Yes, I want a certain fluidity. However I certainly don't want 15% superfat to achieve that in a regular bar of soap. I can't help but think that would feel greasy after a wash. I make a recipe with higher coconut oil (25%) that I superfat at 7% and that is plenty. I do make salt bars with 20% superfat, which is pretty standard, but they need the higher superfat to counteract the stripping quality of the 80-100% coconut oil. I am not really a big fan of them, but they are popular!

I just can't see why adding extra oil to achieve fluidity would be preferable to extra water. The water goes away, the oil doesn't. And it doesn't turn into soap, which I read as your whole premise from the start.
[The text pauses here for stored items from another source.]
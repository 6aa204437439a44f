//! Newtype IDs for type-safe entity references.

use serde::{Deserialize, Serialize};

/// Identifier of a product in the catalog.
///
/// A newtype wrapper around `i32` (the catalog's numeric ID space) so that
/// product references cannot be confused with bare integers such as
/// quantities.
///
/// # Example
///
/// ```rust
/// # use driftwood_core::ProductId;
/// let id = ProductId::new(5);
/// assert_eq!(id.as_i32(), 5);
/// assert_eq!(id.to_string(), "5");
/// ```
#[derive(Debug, Clone, Copy, PartialEq, Eq, Hash, Serialize, Deserialize)]
#[serde(transparent)]
pub struct ProductId(i32);

impl ProductId {
    /// Create a new ID from an i32 value.
    #[must_use]
    pub const fn new(id: i32) -> Self {
        Self(id)
    }

    /// Get the underlying i32 value.
    #[must_use]
    pub const fn as_i32(&self) -> i32 {
        self.0
    }
}

impl core::fmt::Display for ProductId {
    fn fmt(&self, f: &mut core::fmt::Formatter<'_>) -> core::fmt::Result {
        write!(f, "{}", self.0)
    }
}

impl From<i32> for ProductId {
    fn from(id: i32) -> Self {
        Self(id)
    }
}

impl From<ProductId> for i32 {
    fn from(id: ProductId) -> Self {
        id.0
    }
}

#[cfg(test)]
#[allow(clippy::unwrap_used)]
mod tests {
    use super::*;

    #[test]
    fn test_serde_transparent() {
        let json = serde_json::to_string(&ProductId::new(42)).unwrap();
        assert_eq!(json, "42");

        let id: ProductId = serde_json::from_str("42").unwrap();
        assert_eq!(id, ProductId::new(42));
    }
}
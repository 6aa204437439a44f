//! Integration tests for snapshot persistence.
//!
//! Mutations must leave a complete, reloadable snapshot behind, through both
//! the file-backed and the in-memory storage adapters.

#![allow(clippy::unwrap_used)]

use std::path::PathBuf;
use std::sync::Arc;

use async_trait::async_trait;
use rust_decimal::Decimal;

use driftwood_cart::notify::{RecordingNotifier, messages};
use driftwood_cart::storage::{FileSnapshotStore, SnapshotStore, StorageError};
use driftwood_cart::{CartError, CartStore};
use driftwood_core::{LineItem, ProductId};
use driftwood_integration_tests::{TEST_CART_KEY, TestCart, init_tracing};

fn temp_dir() -> PathBuf {
    std::env::temp_dir().join(format!("driftwood-it-{}", uuid::Uuid::new_v4()))
}

async fn seeded_catalog() -> driftwood_cart::catalog::InMemoryCatalog {
    let catalog = driftwood_cart::catalog::InMemoryCatalog::new();
    catalog
        .insert(
            driftwood_cart::catalog::Product {
                id: ProductId::new(1),
                title: "Belt".to_string(),
                price: Decimal::new(5990, 2),
                image: "belt.jpg".to_string(),
            },
            10,
        )
        .await;
    catalog
        .insert(
            driftwood_cart::catalog::Product {
                id: ProductId::new(2),
                title: "Cap".to_string(),
                price: Decimal::new(2990, 2),
                image: "cap.jpg".to_string(),
            },
            10,
        )
        .await;
    catalog
}

// =============================================================================
// File-Backed Round Trips
// =============================================================================

#[tokio::test]
async fn test_file_backed_cart_survives_restart() {
    init_tracing();
    let dir = temp_dir();
    let catalog = seeded_catalog().await;

    let store = CartStore::open(
        Arc::new(catalog.clone()),
        Arc::new(FileSnapshotStore::new(dir.clone())),
        Arc::new(RecordingNotifier::new()),
        TEST_CART_KEY,
    )
    .await
    .unwrap();
    store.add_product(ProductId::new(1)).await.unwrap();
    store.add_product(ProductId::new(2)).await.unwrap();
    store.add_product(ProductId::new(2)).await.unwrap();
    let written = store.items().await;
    drop(store);

    let reopened = CartStore::open(
        Arc::new(catalog),
        Arc::new(FileSnapshotStore::new(dir)),
        Arc::new(RecordingNotifier::new()),
        TEST_CART_KEY,
    )
    .await
    .unwrap();

    assert_eq!(reopened.items().await, written);
}

#[tokio::test]
async fn test_corrupted_snapshot_file_falls_back_to_empty() {
    init_tracing();
    let dir = temp_dir();
    let storage = FileSnapshotStore::new(dir);
    storage.set(TEST_CART_KEY, "{not json at all").await.unwrap();

    let store = CartStore::open(
        Arc::new(seeded_catalog().await),
        Arc::new(storage.clone()),
        Arc::new(RecordingNotifier::new()),
        TEST_CART_KEY,
    )
    .await
    .unwrap();
    assert!(store.items().await.is_empty());

    // The first mutation replaces the corrupted document.
    store.add_product(ProductId::new(1)).await.unwrap();
    let snapshot = storage.get(TEST_CART_KEY).await.unwrap().unwrap();
    let persisted: Vec<LineItem> = serde_json::from_str(&snapshot).unwrap();
    assert_eq!(persisted.len(), 1);
}

// =============================================================================
// In-Memory Round Trips
// =============================================================================

#[tokio::test]
async fn test_in_memory_cart_reloads_ids_amounts_and_order() {
    let cart = TestCart::new().await;
    cart.seed(1, "Belt", Decimal::new(5990, 2), 10).await;
    cart.seed(2, "Cap", Decimal::new(2990, 2), 10).await;
    cart.store.add_product(ProductId::new(2)).await.unwrap();
    cart.store.add_product(ProductId::new(1)).await.unwrap();
    cart.store
        .update_product_amount(ProductId::new(2), 6)
        .await
        .unwrap();

    let reopened = CartStore::open(
        Arc::new(cart.catalog.clone()),
        Arc::new(cart.storage.clone()),
        Arc::new(RecordingNotifier::new()),
        TEST_CART_KEY,
    )
    .await
    .unwrap();

    let items = reopened.items().await;
    assert_eq!(items, cart.store.items().await);
    assert_eq!(items[0].id, ProductId::new(2));
    assert_eq!(items[0].amount, 6);
    assert_eq!(items[1].id, ProductId::new(1));
    assert_eq!(items[1].amount, 1);
}

// =============================================================================
// Snapshot Format
// =============================================================================

#[tokio::test]
async fn test_snapshot_is_json_array_with_published_field_names() {
    let cart = TestCart::new().await;
    cart.seed(1, "Belt", Decimal::new(5990, 2), 10).await;
    cart.store.add_product(ProductId::new(1)).await.unwrap();

    let snapshot = cart.storage.get(TEST_CART_KEY).await.unwrap().unwrap();
    let value: serde_json::Value = serde_json::from_str(&snapshot).unwrap();

    let lines = value.as_array().unwrap();
    assert_eq!(lines.len(), 1);

    let mut keys: Vec<&str> = lines[0]
        .as_object()
        .unwrap()
        .keys()
        .map(String::as_str)
        .collect();
    keys.sort_unstable();
    assert_eq!(keys, ["amount", "id", "image", "price", "title"]);
}

// =============================================================================
// Write-Failure Policy
// =============================================================================

struct DetachedDisk;

#[async_trait]
impl SnapshotStore for DetachedDisk {
    async fn get(&self, _key: &str) -> Result<Option<String>, StorageError> {
        Ok(None)
    }

    async fn set(&self, _key: &str, _value: &str) -> Result<(), StorageError> {
        Err(StorageError::Io(std::io::Error::other("disk detached")))
    }
}

#[tokio::test]
async fn test_failed_write_keeps_memory_commit_and_notifies_once() {
    init_tracing();
    let notifier = RecordingNotifier::new();
    let store = CartStore::open(
        Arc::new(seeded_catalog().await),
        Arc::new(DetachedDisk),
        Arc::new(notifier.clone()),
        TEST_CART_KEY,
    )
    .await
    .unwrap();

    let result = store.add_product(ProductId::new(1)).await;

    assert!(matches!(result, Err(CartError::Storage(_))));
    assert_eq!(store.items().await.len(), 1);
    assert_eq!(notifier.messages(), vec![messages::ADD_FAILED]);
}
And when I say superfat, I really do mean lye discount, because the lye calculators actually are doing a lye discount for you and just call it superfat. It's only really superfat if you are adding extra oils, such as some people do in hp. For example, you want to make a 100% coconut oil soap. Your mold holds 1000 g, you can use 1000 g in soapcalc with 20% superfat (lye discount) and it will calculate lye for 800 g. If you want to actually figure it as superfat, you do the math... 1000 g * .80 = 800 g for the saponified amount and 1000 g - 800 g = 200 g for the superfat amount. While a single oil recipe is quite simple, multiple oils becomes more complex. Since you can't determine which oils will actually be the superfat in cp, it isn't worth it to me. I'll let the calc do it for me. Especially when you consider that if you really want a true superfat, you can enter 0% as superfat in the calc and it won't discount the lye. Easier to say 5% of 1000 g is 50 g to add later (in hp anyway).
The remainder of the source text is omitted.